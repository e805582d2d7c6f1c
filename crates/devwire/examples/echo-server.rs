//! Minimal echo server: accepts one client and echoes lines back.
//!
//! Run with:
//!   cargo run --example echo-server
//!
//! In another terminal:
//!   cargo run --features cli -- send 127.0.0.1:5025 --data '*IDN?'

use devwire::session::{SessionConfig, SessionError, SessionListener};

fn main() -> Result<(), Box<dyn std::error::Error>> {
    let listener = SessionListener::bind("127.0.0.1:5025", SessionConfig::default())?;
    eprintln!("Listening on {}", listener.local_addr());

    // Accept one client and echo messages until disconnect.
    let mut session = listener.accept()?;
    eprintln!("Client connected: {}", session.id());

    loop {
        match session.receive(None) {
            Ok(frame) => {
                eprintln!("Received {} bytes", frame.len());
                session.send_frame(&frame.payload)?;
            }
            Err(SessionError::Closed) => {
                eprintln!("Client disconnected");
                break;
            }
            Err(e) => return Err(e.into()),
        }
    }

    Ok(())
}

——

## TASK REQUIREMENTS
From the data above, work out how many lines hold "SessionConfig". Answer with the number alone.

## YOUR SOLUTION
2